Sliding window MTR variant-level benchmark

Sliding window MTR scores were calculated as described in Traynelis et al. and Vitsios et al. for every codon position of 18,823 canonical transcripts over a sliding window of 31 codons7,9. We employed variant-level data from nine different cohorts (of single or diverse ancestry groups) derived from the UK Biobank (UKB): EAS (n = 2150), SAS (n = 9217), ASJ (n = 2671), AFR (n = 8701), NFE (n = 20k), NFE (n = 43k), NFE (n = 440k), Maximally Diverse (n = 43k) and Full Dataset (n = 460k). To test MTR’s ability to discriminate pathogenic missense variants from benign, we composed three sets of benign variants and two sets of pathogenic variants.

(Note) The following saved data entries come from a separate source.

use std::fmt;

use chrono::{DateTime, Utc};
use serde::{Deserialize, Serialize};
use thiserror::Error;
use tracing::debug;
use utoipa::ToSchema;
use uuid::Uuid;

use crate::domain::{
    common::{generate_timestamp, generate_uuid_v7},
    gateway::errors::{GatewayError, GatewayErrorKind},
    ingredient::entities::Ingredient,
    recipe::entities::Recipe,
    review::entities::{IngredientReview, ReviewError},
    session::value_objects::SessionSnapshot,
};

const DETECTING_MESSAGES: &[&str] = &[
    "Peeking into your fridge...",
    "Identifying that half-empty jar of pickles...",
    "Counting your onions...",
    "Organizing your pantry shelves...",
    "Looking for hidden treasures...",
];

const GENERATING_MESSAGES: &[&str] = &[
    "Consulting the master chefs...",
    "Dreaming up delicious recipes...",
    "Checking for the perfect balance of flavors...",
    "Optimizing for minimum food waste...",
    "Sprinkling some culinary magic...",
];

#[derive(Debug, Clone, Copy, PartialEq, Eq, Hash, Serialize, Deserialize, ToSchema)]
#[serde(rename_all = "snake_case")]
pub enum AppState {
    Initial,
    Detecting,
    IngredientsReview,
    GeneratingRecipes,
    Results,
}

impl AppState {
    /// A gateway call is outstanding.
    pub fn is_waiting(&self) -> bool {
        matches!(self, AppState::Detecting | AppState::GeneratingRecipes)
    }

    /// Rotating status lines for the waiting screens.
    pub fn status_messages(&self) -> &'static [&'static str] {
        match self {
            AppState::Detecting => DETECTING_MESSAGES,
            AppState::GeneratingRecipes => GENERATING_MESSAGES,
            _ => &[],
        }
    }

    pub fn as_str(&self) -> &'static str {
        match self {
            AppState::Initial => "initial",
            AppState::Detecting => "detecting",
            AppState::IngredientsReview => "ingredients_review",
            AppState::GeneratingRecipes => "generating_recipes",
            AppState::Results => "results",
        }
    }
}

impl fmt::Display for AppState {
    fn fmt(&self, f: &mut fmt::Formatter<'_>) -> fmt::Result {
        f.write_str(self.as_str())
    }
}

#[derive(Debug, Clone, Copy, PartialEq, Eq)]
pub enum SessionEvent {
    SelectPhoto,
    ToggleIngredient,
    EditManualEntry,
    ConfirmIngredients,
    Back,
}

impl fmt::Display for SessionEvent {
    fn fmt(&self, f: &mut fmt::Formatter<'_>) -> fmt::Result {
        let name = match self {
            SessionEvent::SelectPhoto => "select photo",
            SessionEvent::ToggleIngredient => "toggle ingredient",
            SessionEvent::EditManualEntry => "edit manual entry",
            SessionEvent::ConfirmIngredients => "confirm ingredients",
            SessionEvent::Back => "go back",
        };
        f.write_str(name)
    }
}

#[derive(Debug, Clone, PartialEq, Eq, Error)]
pub enum TransitionError {
    #[error("A request is already in progress ({0})")]
    Busy(AppState),

    #[error("Cannot {event} while in {state}")]
    NotAllowed { state: AppState, event: SessionEvent },

    #[error(transparent)]
    Review(#[from] ReviewError),
}

/// Failure left on the session by the last gateway call.
#[derive(Debug, Clone, PartialEq, Eq)]
pub struct SessionError {
    pub kind: GatewayErrorKind,
    pub message: String,
}

impl From<&GatewayError> for SessionError {
    fn from(err: &GatewayError) -> Self {
        let kind = err.kind();
        Self {
            kind,
            message: kind.user_message().to_string(),
        }
    }
}

/// Issued when entering `detecting`; redeemed by `complete_detection`.
#[derive(Debug, Clone, PartialEq, Eq)]
pub struct DetectionTicket {
    pub session_id: Uuid,
    pub token: u64,
}

/// Issued when entering `generating_recipes`; redeemed by `complete_generation`.
#[derive(Debug, Clone, PartialEq, Eq)]
pub struct GenerationTicket {
    pub session_id: Uuid,
    pub token: u64,
    pub ingredient_names: Vec<String>,
}

#[derive(Debug, Clone, Copy, PartialEq, Eq)]
pub enum Settlement {
    Applied(AppState),
    /// The session was reset (or moved on) while the call was running.
    Stale,
}

/// One client's detection/generation flow.
///
/// `token` changes on every reset; completions carrying an older token are
/// dropped so a late response can never overwrite a fresh session.
#[derive(Debug, Clone)]
pub struct Session {
    pub id: Uuid,
    state: AppState,
    token: u64,
    review: Option<IngredientReview>,
    recipes: Vec<Recipe>,
    error: Option<SessionError>,
    pub created_at: DateTime<Utc>,
    pub updated_at: DateTime<Utc>,
}

impl Default for Session {
    fn default() -> Self {
        Self::new()
    }
}

impl Session {
    pub fn new() -> Self {
        let (now, _) = generate_timestamp();

        Self {
            id: generate_uuid_v7(),
            state: AppState::Initial,
            token: 0,
            review: None,
            recipes: Vec::new(),
            error: None,
            created_at: now,
            updated_at: now,
        }
    }

    pub fn state(&self) -> AppState {
        self.state
    }

    pub fn token(&self) -> u64 {
        self.token
    }

    pub fn error(&self) -> Option<&SessionError> {
        self.error.as_ref()
    }

    pub fn review(&self) -> Option<&IngredientReview> {
        self.review.as_ref()
    }

    pub fn ingredients(&self) -> &[Ingredient] {
        self.review
            .as_ref()
            .map(IngredientReview::ingredients)
            .unwrap_or_default()
    }

    pub fn recipes(&self) -> &[Recipe] {
        &self.recipes
    }

    fn ensure(&self, expected: AppState, event: SessionEvent) -> Result<(), TransitionError> {
        if self.state.is_waiting() {
            return Err(TransitionError::Busy(self.state));
        }
        if self.state != expected {
            return Err(TransitionError::NotAllowed {
                state: self.state,
                event,
            });
        }
        Ok(())
    }

    fn touch(&mut self) {
        self.updated_at = Utc::now();
    }

    /// The review exists whenever the state is `ingredients_review`.
    fn review_mut(
        &mut self,
        event: SessionEvent,
    ) -> Result<&mut IngredientReview, TransitionError> {
        let state = self.state;
        self.review
            .as_mut()
            .ok_or(TransitionError::NotAllowed { state, event })
    }

    /// initial → detecting
    pub fn begin_detection(&mut self) -> Result<DetectionTicket, TransitionError> {
        self.ensure(AppState::Initial, SessionEvent::SelectPhoto)?;

        self.error = None;
        self.state = AppState::Detecting;
        self.touch();

        Ok(DetectionTicket {
            session_id: self.id,
            token: self.token,
        })
    }

    /// detecting → ingredients_review, or back to initial on failure.
    pub fn complete_detection(
        &mut self,
        ticket: &DetectionTicket,
        outcome: Result<Vec<Ingredient>, GatewayError>,
    ) -> Settlement {
        if ticket.session_id != self.id
            || ticket.token != self.token
            || self.state != AppState::Detecting
        {
            debug!(session_id = %self.id, state = %self.state, "Dropping stale detection result");
            return Settlement::Stale;
        }

        match outcome {
            Ok(ingredients) => {
                self.review = Some(IngredientReview::new(ingredients));
                self.state = AppState::IngredientsReview;
            }
            Err(err) => {
                self.error = Some(SessionError::from(&err));
                self.review = None;
                self.state = AppState::Initial;
            }
        }
        self.touch();

        Settlement::Applied(self.state)
    }

    pub fn toggle_ingredient(&mut self, ingredient_id: &str) -> Result<bool, TransitionError> {
        self.ensure(AppState::IngredientsReview, SessionEvent::ToggleIngredient)?;

        let selected = self
            .review_mut(SessionEvent::ToggleIngredient)?
            .toggle(ingredient_id)?;
        self.touch();

        Ok(selected)
    }

    pub fn set_manual_entry(&mut self, text: impl Into<String>) -> Result<(), TransitionError> {
        self.ensure(AppState::IngredientsReview, SessionEvent::EditManualEntry)?;

        self.review_mut(SessionEvent::EditManualEntry)?
            .set_manual_entry(text);
        self.touch();

        Ok(())
    }

    /// ingredients_review → generating_recipes. An empty confirmation leaves
    /// the session untouched.
    pub fn begin_generation(&mut self) -> Result<GenerationTicket, TransitionError> {
        self.ensure(AppState::IngredientsReview, SessionEvent::ConfirmIngredients)?;

        let ingredient_names = self
            .review_mut(SessionEvent::ConfirmIngredients)?
            .confirm()?;

        self.error = None;
        self.state = AppState::GeneratingRecipes;
        self.touch();

        Ok(GenerationTicket {
            session_id: self.id,
            token: self.token,
            ingredient_names,
        })
    }

    /// generating_recipes → results, or back to ingredients_review on failure.
    pub fn complete_generation(
        &mut self,
        ticket: &GenerationTicket,
        outcome: Result<Vec<Recipe>, GatewayError>,
    ) -> Settlement {
        if ticket.session_id != self.id
            || ticket.token != self.token
            || self.state != AppState::GeneratingRecipes
        {
            debug!(session_id = %self.id, state = %self.state, "Dropping stale generation result");
            return Settlement::Stale;
        }

        match outcome {
            Ok(recipes) => {
                self.recipes = recipes;
                self.state = AppState::Results;
            }
            Err(err) => {
                self.error = Some(SessionError::from(&err));
                self.state = AppState::IngredientsReview;
            }
        }
        self.touch();

        Settlement::Applied(self.state)
    }

    /// ingredients_review → initial, discarding the detected ingredients.
    pub fn go_back(&mut self) -> Result<(), TransitionError> {
        self.ensure(AppState::IngredientsReview, SessionEvent::Back)?;

        self.review = None;
        self.state = AppState::Initial;
        self.touch();

        Ok(())
    }

    /// Any state → initial. Invalidates outstanding tickets.
    pub fn reset(&mut self) {
        self.token = self.token.wrapping_add(1);
        self.state = AppState::Initial;
        self.review = None;
        self.recipes.clear();
        self.error = None;
        self.touch();
    }

    pub fn snapshot(&self) -> SessionSnapshot {
        SessionSnapshot {
            id: self.id,
            state: self.state,
            error: self.error.as_ref().map(|e| e.message.clone()),
            review: self.review.as_ref().map(IngredientReview::snapshot),
            recipes: self.recipes.clone(),
            status_messages: self
                .state
                .status_messages()
                .iter()
                .map(|m| m.to_string())
                .collect(),
            updated_at: self.updated_at,
        }
    }
}
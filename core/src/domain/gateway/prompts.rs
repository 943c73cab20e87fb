pub const RECIPE_COUNT: usize = 3;

pub const INGREDIENT_DETECTION_PROMPT: &str = "Identify all the food ingredients and vegetables visible in this pantry or fridge photo. Return them as a JSON array of objects with 'name' and 'category' (e.g., vegetable, fruit, dairy, protein, pantry staple). Be as specific as possible.";

pub fn build_recipe_prompt(ingredient_names: &[String]) -> String {
    format!(
        "Based on these ingredients: {}, suggest {} creative, quick, and healthy recipes.\n\
         Focus on reducing food waste by using as many of the provided ingredients as possible.\n\
         Provide structured JSON output with title, description, time (e.g. \"20 mins\"), difficulty, ingredients, instructions, and a specific 'wasteReductionTip' for one of the main ingredients used.",
        ingredient_names.join(", "),
        RECIPE_COUNT
    )
}
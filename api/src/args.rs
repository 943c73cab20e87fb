use clap::Parser;
use pantrychef_core::domain::common::{
    DEFAULT_GEMINI_BASE_URL, DEFAULT_GEMINI_MODEL, LLMConfig, PantryChefConfig, SessionConfig,
};

#[derive(Debug, Clone, Parser)]
#[command(name = "pantrychef-api", version, about = "PantryChef HTTP API")]
pub struct Args {
    #[command(flatten)]
    pub server: ServerArgs,

    #[command(flatten)]
    pub llm: LlmArgs,

    #[command(flatten)]
    pub session: SessionArgs,

    #[command(flatten)]
    pub log: LogArgs,
}

#[derive(Debug, Clone, clap::Args)]
pub struct ServerArgs {
    #[arg(long = "server-host", env = "SERVER_HOST", default_value = "0.0.0.0")]
    pub host: String,

    #[arg(long = "server-port", env = "SERVER_PORT", default_value_t = 3333)]
    pub port: u16,

    #[arg(long = "server-root-path", env = "SERVER_ROOT_PATH", default_value = "")]
    pub root_path: String,

    #[arg(
        long = "allowed-origins",
        env = "ALLOWED_ORIGINS",
        value_delimiter = ',',
        default_value = "http://localhost:5173"
    )]
    pub allowed_origins: Vec<String>,
}

#[derive(Debug, Clone, clap::Args)]
pub struct LlmArgs {
    #[arg(long = "gemini-api-key", env = "GEMINI_API_KEY", hide_env_values = true)]
    pub gemini_api_key: String,

    #[arg(long = "gemini-model", env = "GEMINI_MODEL", default_value = DEFAULT_GEMINI_MODEL)]
    pub gemini_model: String,

    #[arg(long = "gemini-base-url", env = "GEMINI_BASE_URL", default_value = DEFAULT_GEMINI_BASE_URL)]
    pub gemini_base_url: String,

    #[arg(long = "llm-timeout-secs", env = "LLM_TIMEOUT_SECS", default_value_t = 60)]
    pub timeout_secs: u64,
}

#[derive(Debug, Clone, clap::Args)]
pub struct SessionArgs {
    #[arg(
        long = "session-idle-ttl-secs",
        env = "SESSION_IDLE_TTL_SECS",
        default_value_t = 3600
    )]
    pub idle_ttl_secs: u64,
}

#[derive(Debug, Clone, clap::Args)]
pub struct LogArgs {
    #[arg(long = "log-filter", env = "LOG_FILTER", default_value = "info")]
    pub filter: String,

    #[arg(long = "log-json", env = "LOG_JSON")]
    pub json: bool,
}

impl From<Args> for PantryChefConfig {
    fn from(args: Args) -> Self {
        PantryChefConfig {
            llm: LLMConfig {
                gemini_api_key: args.llm.gemini_api_key,
                gemini_model: args.llm.gemini_model,
                gemini_base_url: args.llm.gemini_base_url,
                request_timeout_secs: args.llm.timeout_secs,
            },
            session: SessionConfig {
                idle_ttl_secs: args.session.idle_ttl_secs,
            },
        }
    }
}

#[cfg(test)]
mod tests {
    use super::*;

    #[test]
    fn test_defaults() {
        let args = Args::parse_from(["pantrychef-api", "--gemini-api-key", "secret"]);

        assert_eq!(args.server.port, 3333);
        assert_eq!(args.server.root_path, "");
        assert_eq!(args.llm.gemini_model, DEFAULT_GEMINI_MODEL);

        let config = PantryChefConfig::from(args);
        assert_eq!(config.llm.gemini_api_key, "secret");
        assert_eq!(config.llm.request_timeout_secs, 60);
        assert_eq!(config.session.idle_ttl_secs, 3600);
    }

    #[test]
    fn test_allowed_origins_are_comma_separated() {
        let args = Args::parse_from([
            "pantrychef-api",
            "--gemini-api-key",
            "secret",
            "--allowed-origins",
            "http://a.test,http://b.test",
        ]);

        assert_eq!(
            args.server.allowed_origins,
            vec!["http://a.test".to_string(), "http://b.test".to_string()]
        );
    }
}
pub mod health;
pub mod server;
pub mod session;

The benign sets we compiled comprise of: i) variants present in gnomAD (v2.1), but not present in UKB, ii) variants present in TOPMed, but not present in UKB or gnomAD (v2.1), and iii) de novo variants from denovo-db present in control individuals from the SSC or non-SSC samples20. As pathogenic variant sets, we used: (i) variants confidently annotated in ClinVar as “Pathogenic” or “Likely pathogenic”, or (ii) de novo variants from denovo-db present in affected individuals from the SSC or non-SSC samples.

To test MTR’s performance, as calculated across the different cohorts, in distinguishing pathogenic missense variants form benign, we used MTR as a measure of probability that a variant is benign: the higher the MTR score, the greater the probability. For each combination of test sets and MTR metrics, the area under the ROC curve (AUC) for distinguishing pathogenic from benign variants was calculated. Due to the imbalance in the respective positive and negative test sets, we randomly down-sampled the larger one in each case to match the size of the other set of the pair. Finally, we repeated the down-sampling and calculated AUC scores across 10 iterations for each pair of pathogenic-benign variant sets to include enough data points and increase the robustness of the discrimination tasks.

Reporting summary

Further information on research design is available in the Nature Portfolio Reporting Summary linked to this article.